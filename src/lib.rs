pub mod app;
pub mod config;
pub mod dto;
pub mod handler;
pub mod middlewares;
pub mod model;
pub mod repository;
pub mod router;
pub mod service;
pub mod util;
use crate::model::activity::Notification;
use crate::repository::repository_error::{RepositoryError, RepositoryResult};
use async_trait::async_trait;

/// Outbox of notifications waiting to be delivered.
#[async_trait]
pub trait NotificationRepository: Send + Sync {
    async fn insert_many(&self, notifications: Vec<Notification>) -> RepositoryResult<()>;
}

pub struct MongoNotificationRepository {
    collection: mongodb::Collection<Notification>,
}

impl MongoNotificationRepository {
    pub fn new(db: &mongodb::Database) -> Self {
        MongoNotificationRepository {
            collection: db.collection::<Notification>("notifications"),
        }
    }
}

#[async_trait]
impl NotificationRepository for MongoNotificationRepository {
    async fn insert_many(&self, notifications: Vec<Notification>) -> RepositoryResult<()> {
        if notifications.is_empty() {
            return Ok(());
        }
        self.collection
            .insert_many(notifications, None)
            .await
            .map(|_| ())
            .map_err(|e| RepositoryError::database(format!("Failed to queue notifications: {}", e)))
    }
}
use bson::oid::ObjectId;
use chrono::{DateTime, Utc};
use serde::{Deserialize, Serialize};

/// Best-effort audit trail entry written after lifecycle transitions.
#[derive(Debug, Clone, Serialize, Deserialize)]
#[serde(rename_all = "camelCase")]
pub struct ActivityEntry {
    #[serde(rename = "_id")]
    pub id: ObjectId,
    pub actor: ObjectId,
    pub action: String,
    pub inquiry_id: ObjectId,
    #[serde(default, skip_serializing_if = "Option::is_none")]
    pub detail: Option<String>,
    #[serde(with = "crate::util::timestamp")]
    pub created_at: DateTime<Utc>,
}

impl ActivityEntry {
    pub fn new(actor: ObjectId, action: &str, inquiry_id: ObjectId, detail: Option<String>) -> Self {
        ActivityEntry {
            id: ObjectId::new(),
            actor,
            action: action.to_string(),
            inquiry_id,
            detail,
            created_at: crate::util::timestamp::now(),
        }
    }
}

/// Outbox record picked up by whatever delivers notifications to people.
#[derive(Debug, Clone, Serialize, Deserialize)]
#[serde(rename_all = "camelCase")]
pub struct Notification {
    #[serde(rename = "_id")]
    pub id: ObjectId,
    pub recipient: ObjectId,
    pub message: String,
    #[serde(default, skip_serializing_if = "Option::is_none")]
    pub inquiry_id: Option<ObjectId>,
    #[serde(default)]
    pub read: bool,
    #[serde(with = "crate::util::timestamp")]
    pub created_at: DateTime<Utc>,
}
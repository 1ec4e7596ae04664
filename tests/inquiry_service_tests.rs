mod common;

use bson::oid::ObjectId;
use common::{create_request, eventually, Harness};
use leadflow_backend::dto::follow_up_dto::FollowUpRequest;
use leadflow_backend::dto::inquiry_dto::{ListInquiriesQuery, UpdateInquiryRequest};
use leadflow_backend::model::follow_up::{LeadStage, PresalesStatus};
use leadflow_backend::model::inquiry::{AssignmentStatus, Department, LeadStatus};
use leadflow_backend::model::user::Role;
use leadflow_backend::util::error::ServiceError;

fn oid(hex: &str) -> ObjectId {
    ObjectId::parse_str(hex).unwrap()
}

fn admission() -> FollowUpRequest {
    FollowUpRequest {
        lead_stage: Some(LeadStage::Hot),
        sub_stage: Some("Confirmed Admission".to_string()),
        message: Some("Paid the first instalment".to_string()),
        ..Default::default()
    }
}

#[tokio::test]
async fn test_second_claim_conflicts() {
    let h = Harness::new().await;
    let creator = h.user(Role::Presales).await;
    let first = h.user(Role::Presales).await;
    let second = h.user(Role::Presales).await;
    let service = &h.services.inquiry;

    let created = service.create_inquiry(&creator, create_request("+911234567890")).await.unwrap();
    assert_eq!(created.department, Department::Presales);
    assert_eq!(created.phone, "+911234567890");
    assert_eq!(created.assignment_status, AssignmentStatus::NotAssigned);
    assert_eq!(created.email.as_deref(), Some("aarav@example.com"));
    let id = oid(&created.id);

    let claimed = service.claim(&first, id).await.unwrap();
    assert_eq!(claimed.assignment_status, AssignmentStatus::Assigned);
    assert_eq!(claimed.assigned_to.unwrap().id, first.id.to_hex());
    assert!(!claimed.pending_first_follow_up);

    let err = service.claim(&second, id).await.unwrap_err();
    assert!(matches!(err, ServiceError::Conflict(_)));
}

#[tokio::test]
async fn test_forward_claim_and_admit() {
    let h = Harness::new().await;
    let presales = h.user(Role::Presales).await;
    let sales = h.user(Role::Sales).await;
    let service = &h.services.inquiry;

    let created = service.create_inquiry(&presales, create_request("+911234567890")).await.unwrap();
    let id = oid(&created.id);
    service.claim(&presales, id).await.unwrap();

    let forwarded = service.forward_to_sales(&presales, id).await.unwrap();
    assert_eq!(forwarded.department, Department::Sales);
    assert_eq!(forwarded.assignment_status, AssignmentStatus::ForwardedToSales);
    assert!(forwarded.assigned_to.is_none());
    assert_eq!(forwarded.forwarded_by.unwrap().id, presales.id.to_hex());

    // the forwarder keeps it under "mine" but not in the default view
    let default_view = service.list_inquiries(&presales, ListInquiriesQuery::default()).await.unwrap();
    assert_eq!(default_view.total, 0);
    let mine = ListInquiriesQuery {
        assigned_to: Some("me".to_string()),
        ..Default::default()
    };
    assert_eq!(service.list_inquiries(&presales, mine).await.unwrap().total, 1);
    let own_id_upper = ListInquiriesQuery {
        assigned_to: Some(presales.id.to_hex().to_uppercase()),
        ..Default::default()
    };
    assert_eq!(service.list_inquiries(&presales, own_id_upper).await.unwrap().total, 1);

    let claimed = service.claim(&sales, id).await.unwrap();
    assert!(claimed.pending_first_follow_up);
    let err = service.move_to_unattended(&sales, id).await.unwrap_err();
    assert!(matches!(err, ServiceError::InvalidInput(_)));

    let admitted = service.add_follow_up(&sales, id, admission()).await.unwrap();
    assert_eq!(admitted.status, LeadStatus::Hot);
    assert!(admitted.is_admitted);
    assert!(!admitted.pending_first_follow_up);
    let follow_up_created_at = admitted.follow_ups[0].created_at.clone();

    let active = service.list_inquiries(&sales, ListInquiriesQuery::default()).await.unwrap();
    assert_eq!(active.total, 0);
    let everything = ListInquiriesQuery {
        include_admitted: Some(true),
        ..Default::default()
    };
    assert_eq!(service.list_inquiries(&sales, everything).await.unwrap().total, 1);

    let students = service.list_admitted_students(&sales).await.unwrap();
    assert_eq!(students.len(), 1);
    assert_eq!(students[0].inquiry.id, created.id);
    assert_eq!(students[0].admission_date, follow_up_created_at);

    assert!(
        eventually(|| h
            .notifications
            .notifications()
            .iter()
            .any(|n| n.recipient == sales.id && n.message.contains("sales pool") && n.inquiry_id == Some(id)))
        .await
    );
}

#[tokio::test]
async fn test_phone_check_is_department_scoped() {
    let h = Harness::new().await;
    let presales = h.user(Role::Presales).await;
    let sales = h.user(Role::Sales).await;
    let admin = h.user(Role::Admin).await;
    let service = &h.services.inquiry;

    service.create_inquiry(&presales, create_request("+911234567890")).await.unwrap();

    let for_sales = service.check_phone_exists(&sales, "+911234567890").await.unwrap();
    assert!(!for_sales.exists);
    assert!(for_sales.inquiry.is_none());

    let for_admin = service.check_phone_exists(&admin, "+91 12345 67890").await.unwrap();
    assert!(for_admin.exists);
    assert_eq!(for_admin.inquiry.unwrap().department, Department::Presales);

    let sales_lead = service.create_inquiry(&sales, create_request("+911234567890")).await.unwrap();
    assert_eq!(sales_lead.department, Department::Sales);
    let found = service.check_phone_exists(&sales, "+911234567890").await.unwrap();
    assert_eq!(found.inquiry.unwrap().id, sales_lead.id);

    let err = service.check_phone_exists(&sales, "12345").await.unwrap_err();
    assert!(matches!(err, ServiceError::Validation { .. }));
}

#[tokio::test]
async fn test_unattend_twice_is_rejected() {
    let h = Harness::new().await;
    let presales = h.user(Role::Presales).await;
    let service = &h.services.inquiry;

    let created = service.create_inquiry(&presales, create_request("+911234567890")).await.unwrap();
    let id = oid(&created.id);
    service.claim(&presales, id).await.unwrap();

    let released = service.move_to_unattended(&presales, id).await.unwrap();
    assert_eq!(released.assignment_status, AssignmentStatus::NotAssigned);
    assert!(released.assigned_to.is_none());

    let err = service.move_to_unattended(&presales, id).await.unwrap_err();
    assert!(matches!(err, ServiceError::InvalidInput(_)));
}

#[tokio::test]
async fn test_assign_and_reassign_rules() {
    let h = Harness::new().await;
    let admin = h.user(Role::Admin).await;
    let presales = h.user(Role::Presales).await;
    let colleague = h.user(Role::Presales).await;
    let retired = h.user_with(Role::Presales, false).await;
    let sales = h.user(Role::Sales).await;
    let service = &h.services.inquiry;

    let created = service.create_inquiry(&admin, create_request("+911234567890")).await.unwrap();
    let id = oid(&created.id);

    let err = service.assign(&sales, id, presales.id).await.unwrap_err();
    assert!(matches!(err, ServiceError::AccessDenied(_)));

    let assigned = service.assign(&admin, id, presales.id).await.unwrap();
    assert_eq!(assigned.assignment_status, AssignmentStatus::Assigned);
    assert_eq!(assigned.assigned_to.unwrap().id, presales.id.to_hex());

    let err = service.reassign_to_presales(&presales, id, retired.id).await.unwrap_err();
    assert!(matches!(err, ServiceError::InvalidInput(_)));
    let err = service.reassign_to_sales(&admin, id, sales.id).await.unwrap_err();
    assert!(matches!(err, ServiceError::InvalidInput(_)));

    let reassigned = service.reassign_to_presales(&presales, id, colleague.id).await.unwrap();
    assert_eq!(reassigned.assignment_status, AssignmentStatus::Reassigned);
    assert_eq!(reassigned.assigned_to.unwrap().id, colleague.id.to_hex());

    assert!(
        eventually(|| h
            .notifications
            .notifications()
            .iter()
            .any(|n| n.recipient == colleague.id))
        .await
    );
    assert!(
        eventually(|| h
            .activity
            .entries()
            .iter()
            .any(|e| e.action == "inquiry_reassigned" && e.inquiry_id == id))
        .await
    );
}

#[tokio::test]
async fn test_plain_user_sees_only_own_leads() {
    let h = Harness::new().await;
    let submitter = h.user(Role::User).await;
    let other = h.user(Role::User).await;
    let service = &h.services.inquiry;

    let own = service.create_inquiry(&submitter, create_request("+911234567890")).await.unwrap();
    assert_eq!(own.department, Department::Presales);

    assert_eq!(service.list_inquiries(&submitter, ListInquiriesQuery::default()).await.unwrap().total, 1);
    assert_eq!(service.list_inquiries(&other, ListInquiriesQuery::default()).await.unwrap().total, 0);

    let err = service.get_inquiry(&other, oid(&own.id)).await.unwrap_err();
    assert!(matches!(err, ServiceError::AccessDenied(_)));
    let err = service.list_admitted_students(&submitter).await.unwrap_err();
    assert!(matches!(err, ServiceError::AccessDenied(_)));
}

#[tokio::test]
async fn test_catalog_is_enforced_on_writes() {
    let h = Harness::new().await;
    let presales = h.user(Role::Presales).await;
    let service = &h.services.inquiry;

    let mut request = create_request("+911234567890");
    request.course = "Basket Weaving".to_string();
    match service.create_inquiry(&presales, request).await.unwrap_err() {
        ServiceError::Validation { field, .. } => assert_eq!(field, "course"),
        other => panic!("expected validation error, got {:?}", other),
    }

    let mut request = create_request("911234567890");
    request.status = Some(LeadStatus::Hot);
    match service.create_inquiry(&presales, request).await.unwrap_err() {
        ServiceError::Validation { field, .. } => assert_eq!(field, "phone"),
        other => panic!("expected validation error, got {:?}", other),
    }

    let created = service.create_inquiry(&presales, create_request("+911234567890")).await.unwrap();
    let update = UpdateInquiryRequest {
        preferred_location: Some("Atlantis".to_string()),
        ..Default::default()
    };
    let err = service.update_inquiry(&presales, oid(&created.id), update).await.unwrap_err();
    assert!(matches!(err, ServiceError::Validation { .. }));
}

#[tokio::test]
async fn test_follow_up_lifecycle() {
    let h = Harness::new().await;
    let presales = h.user(Role::Presales).await;
    let sales = h.user(Role::Sales).await;
    let service = &h.services.inquiry;

    let created = service.create_inquiry(&presales, create_request("+911234567890")).await.unwrap();
    let id = oid(&created.id);

    let request = FollowUpRequest {
        title: Some("Intro call".to_string()),
        inquiry_status: Some(PresalesStatus::Cold),
        ..Default::default()
    };
    let with_follow_up = service.add_follow_up(&presales, id, request).await.unwrap();
    assert_eq!(with_follow_up.status, LeadStatus::Cold);
    let follow_up_id = oid(&with_follow_up.follow_ups[0].id);

    let edit = FollowUpRequest {
        inquiry_status: Some(PresalesStatus::Hot),
        ..Default::default()
    };
    let edited = service.update_follow_up(&presales, id, follow_up_id, edit).await.unwrap();
    assert_eq!(edited.status, LeadStatus::Hot);
    assert_eq!(edited.follow_ups[0].title.as_deref(), Some("Intro call"));
    assert!(edited.follow_ups[0].updated_at.is_some());

    let bad_stage = FollowUpRequest {
        lead_stage: Some(LeadStage::Cold),
        sub_stage: Some("Confirmed Admission".to_string()),
        ..Default::default()
    };
    let err = service.add_follow_up(&presales, id, bad_stage).await.unwrap_err();
    assert!(matches!(err, ServiceError::Validation { .. }));

    let err = service.delete_follow_up(&sales, id, follow_up_id).await.unwrap_err();
    assert!(matches!(err, ServiceError::AccessDenied(_)));
    let err = service
        .update_follow_up(&presales, id, ObjectId::new(), FollowUpRequest::default())
        .await
        .unwrap_err();
    assert!(matches!(err, ServiceError::NotFound(_)));

    let emptied = service.delete_follow_up(&presales, id, follow_up_id).await.unwrap();
    assert!(emptied.follow_ups.is_empty());
}

#[tokio::test]
async fn test_list_pagination_and_filters() {
    let h = Harness::new().await;
    let admin = h.user(Role::Admin).await;
    let service = &h.services.inquiry;

    for (i, location) in ["Pune", "Mumbai", "Pune"].iter().enumerate() {
        let mut request = create_request(&format!("+91123456789{}", i));
        request.preferred_location = location.to_string();
        service.create_inquiry(&admin, request).await.unwrap();
    }

    let page = ListInquiriesQuery {
        page: Some(2),
        limit: Some(2),
        ..Default::default()
    };
    let second = service.list_inquiries(&admin, page).await.unwrap();
    assert_eq!(second.total, 3);
    assert_eq!(second.inquiries.len(), 1);
    assert_eq!(second.total_pages, Some(2));
    // newest first, so the last page holds the oldest
    assert_eq!(second.inquiries[0].phone, "+911234567890");

    let in_pune = ListInquiriesQuery {
        preferred_location: Some("Pune".to_string()),
        ..Default::default()
    };
    assert_eq!(service.list_inquiries(&admin, in_pune).await.unwrap().total, 2);

    let by_phone = ListInquiriesQuery {
        search: Some("1234567891".to_string()),
        ..Default::default()
    };
    let found = service.list_inquiries(&admin, by_phone).await.unwrap();
    assert_eq!(found.total, 1);
    assert_eq!(found.inquiries[0].preferred_location, "Mumbai");

    let bad_date = ListInquiriesQuery {
        date_from: Some("yesterday".to_string()),
        ..Default::default()
    };
    assert!(matches!(
        service.list_inquiries(&admin, bad_date).await.unwrap_err(),
        ServiceError::Validation { .. }
    ));
}

#[tokio::test]
async fn test_delete_permissions() {
    let h = Harness::new().await;
    let submitter = h.user(Role::User).await;
    let sales = h.user(Role::Sales).await;
    let service = &h.services.inquiry;

    let created = service.create_inquiry(&submitter, create_request("+911234567890")).await.unwrap();
    let id = oid(&created.id);

    let err = service.delete_inquiry(&sales, id).await.unwrap_err();
    assert!(matches!(err, ServiceError::AccessDenied(_)));

    service.delete_inquiry(&submitter, id).await.unwrap();
    let err = service.get_inquiry(&submitter, id).await.unwrap_err();
    assert!(matches!(err, ServiceError::NotFound(_)));
}
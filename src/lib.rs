//! Shared JSON request/response helpers for HTTP services.
//!
//! Handlers read bodies through one strict decoder (size ceiling, unknown
//! key policy, single value) and answer with one envelope shape.

pub mod broker;
pub mod config;
pub mod http;
pub mod lifecycle;
pub mod observability;
pub mod security;

pub use config::{JsonConfig, ServiceConfig};
pub use http::{DecodeError, EncodeError, HttpServer, JsonResponse, JsonTools, StrictJson};
pub use lifecycle::Shutdown;
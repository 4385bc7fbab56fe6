//! Configuration validation.
//!
//! # Responsibilities
//! - Semantic validation (serde handles syntactic)
//! - Validate value ranges (timeouts > 0, bind address present)
//! - Check upload media types are well formed
//!
//! # Design Decisions
//! - Returns all validation errors, not just first
//! - Validation is pure function: ServiceConfig → Result<(), Vec<ValidationError>>
//! - Runs before config is accepted into the system

use thiserror::Error;

use crate::config::schema::ServiceConfig;

/// A single semantic problem found in a configuration.
#[derive(Debug, Clone, PartialEq, Eq, Error)]
pub enum ValidationError {
    #[error("listener.bind_address must not be empty")]
    EmptyBindAddress,

    #[error("timeouts.request_secs must be greater than zero")]
    ZeroRequestTimeout,

    #[error("json.allowed_file_types entry {0:?} is not a type/subtype media type")]
    InvalidMediaType(String),
}

/// Check a parsed configuration, collecting every problem found.
pub fn validate_config(config: &ServiceConfig) -> Result<(), Vec<ValidationError>> {
    let mut errors = Vec::new();

    if config.listener.bind_address.trim().is_empty() {
        errors.push(ValidationError::EmptyBindAddress);
    }

    if config.timeouts.request_secs == 0 {
        errors.push(ValidationError::ZeroRequestTimeout);
    }

    for media_type in &config.json.allowed_file_types {
        if !is_media_type(media_type) {
            errors.push(ValidationError::InvalidMediaType(media_type.clone()));
        }
    }

    if errors.is_empty() {
        Ok(())
    } else {
        Err(errors)
    }
}

fn is_media_type(value: &str) -> bool {
    let mut parts = value.split('/');
    match (parts.next(), parts.next(), parts.next()) {
        (Some(kind), Some(subtype), None) => is_token(kind) && is_token(subtype),
        _ => false,
    }
}

fn is_token(part: &str) -> bool {
    !part.is_empty()
        && part
            .chars()
            .all(|c| c.is_ascii_alphanumeric() || "!#$&^_.+-*".contains(c))
}
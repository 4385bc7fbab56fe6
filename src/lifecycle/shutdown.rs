//! Graceful stop for the broker service.
//!
//! `main` and the integration tests own one `Shutdown`; each `HttpServer::run`
//! holds a receiver and drains in-flight requests once it fires.

use tokio::sync::broadcast;

#[derive(Debug)]
pub struct Shutdown {
    notify: broadcast::Sender<()>,
}

impl Shutdown {
    pub fn new() -> Self {
        let (notify, _) = broadcast::channel(1);
        Self { notify }
    }

    /// Receiver to hand to a server before it starts.
    pub fn subscribe(&self) -> broadcast::Receiver<()> {
        self.notify.subscribe()
    }

    /// Ask every subscribed server to stop. Firing with no servers left is a no-op.
    pub fn trigger(&self) {
        if self.notify.send(()).is_err() {
            tracing::debug!("Shutdown requested with no running servers");
        }
    }
}

impl Default for Shutdown {
    fn default() -> Self {
        Self::new()
    }
}
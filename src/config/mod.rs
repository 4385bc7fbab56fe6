//! Configuration management subsystem.
//!
//! # Data Flow
//! ```text
//! config file (TOML)
//!     → loader.rs (parse & deserialize)
//!     → validation.rs (semantic checks)
//!     → ServiceConfig (validated, immutable)
//!     → JsonConfig shared via Arc with every handler
//! ```
//!
//! # Design Decisions
//! - Config is immutable once loaded
//! - All fields have defaults to allow minimal configs
//! - Validation separates syntactic (serde) from semantic checks

pub mod loader;
pub mod schema;
pub mod validation;

pub use schema::JsonConfig;
pub use schema::ListenerConfig;
pub use schema::ObservabilityConfig;
pub use schema::ServiceConfig;
pub use schema::TimeoutConfig;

────────

▸ About this exercise:
Show the lines above that include "colleague".

▸ Output of the task:
    let colleague = h.user(Role::Presales).await;
    let reassigned = service.reassign_to_presales(&presales, id, colleague.id).await.unwrap();
    assert_eq!(reassigned.assigned_to.unwrap().id, colleague.id.to_hex());
            .any(|n| n.recipient == colleague.id))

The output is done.